The task: Reproduce, unaltered, the line with "assert_eq!(config.secured_timeout_secs, 259_200);" along with every line that follows it in the records, up to the last.

═════ Supplied material ═════

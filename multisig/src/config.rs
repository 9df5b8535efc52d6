//! Wallet timing configuration.

use serde::{Deserialize, Serialize};

/// Three days.
pub const DEFAULT_SECURED_TIMEOUT_SECS: u64 = 3 * 24 * 60 * 60;

/// Fifteen minutes.
pub const DEFAULT_MIN_VOTING_TIMEOUT_SECS: u64 = 15 * 60;

#[derive(Clone, Debug, PartialEq, Eq, Serialize, Deserialize)]
pub struct MultisigConfig {
    /// Delay before a transferred role becomes active.
    #[serde(default = "default_secured_timeout_secs")]
    pub secured_timeout_secs: u64,

    /// Lower bound on a transaction's voting window.
    #[serde(default = "default_min_voting_timeout_secs")]
    pub min_voting_timeout_secs: u64,
}

fn default_secured_timeout_secs() -> u64 {
    DEFAULT_SECURED_TIMEOUT_SECS
}

fn default_min_voting_timeout_secs() -> u64 {
    DEFAULT_MIN_VOTING_TIMEOUT_SECS
}

impl Default for MultisigConfig {
    fn default() -> Self {
        Self {
            secured_timeout_secs: default_secured_timeout_secs(),
            min_voting_timeout_secs: default_min_voting_timeout_secs(),
        }
    }
}

#[cfg(test)]
mod tests {
    use super::*;

    #[test]
    fn defaults() {
        let config: MultisigConfig = toml::from_str("").unwrap();
        assert_eq!(config.secured_timeout_secs, 259_200);
        assert_eq!(config.min_voting_timeout_secs, 900);
    }

    #[test]
    fn partial_override() {
        let config: MultisigConfig = toml::from_str("min_voting_timeout_secs = 60").unwrap();
        assert_eq!(config.min_voting_timeout_secs, 60);
        assert_eq!(config.secured_timeout_secs, DEFAULT_SECURED_TIMEOUT_SECS);
    }
}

═════

Reply:
        assert_eq!(config.secured_timeout_secs, 259_200);
        assert_eq!(config.min_voting_timeout_secs, 900);
    }

    #[test]
    fn partial_override() {
        let config: MultisigConfig = toml::from_str("min_voting_timeout_secs = 60").unwrap();
        assert_eq!(config.min_voting_timeout_secs, 60);
        assert_eq!(config.secured_timeout_secs, DEFAULT_SECURED_TIMEOUT_SECS);
    }
}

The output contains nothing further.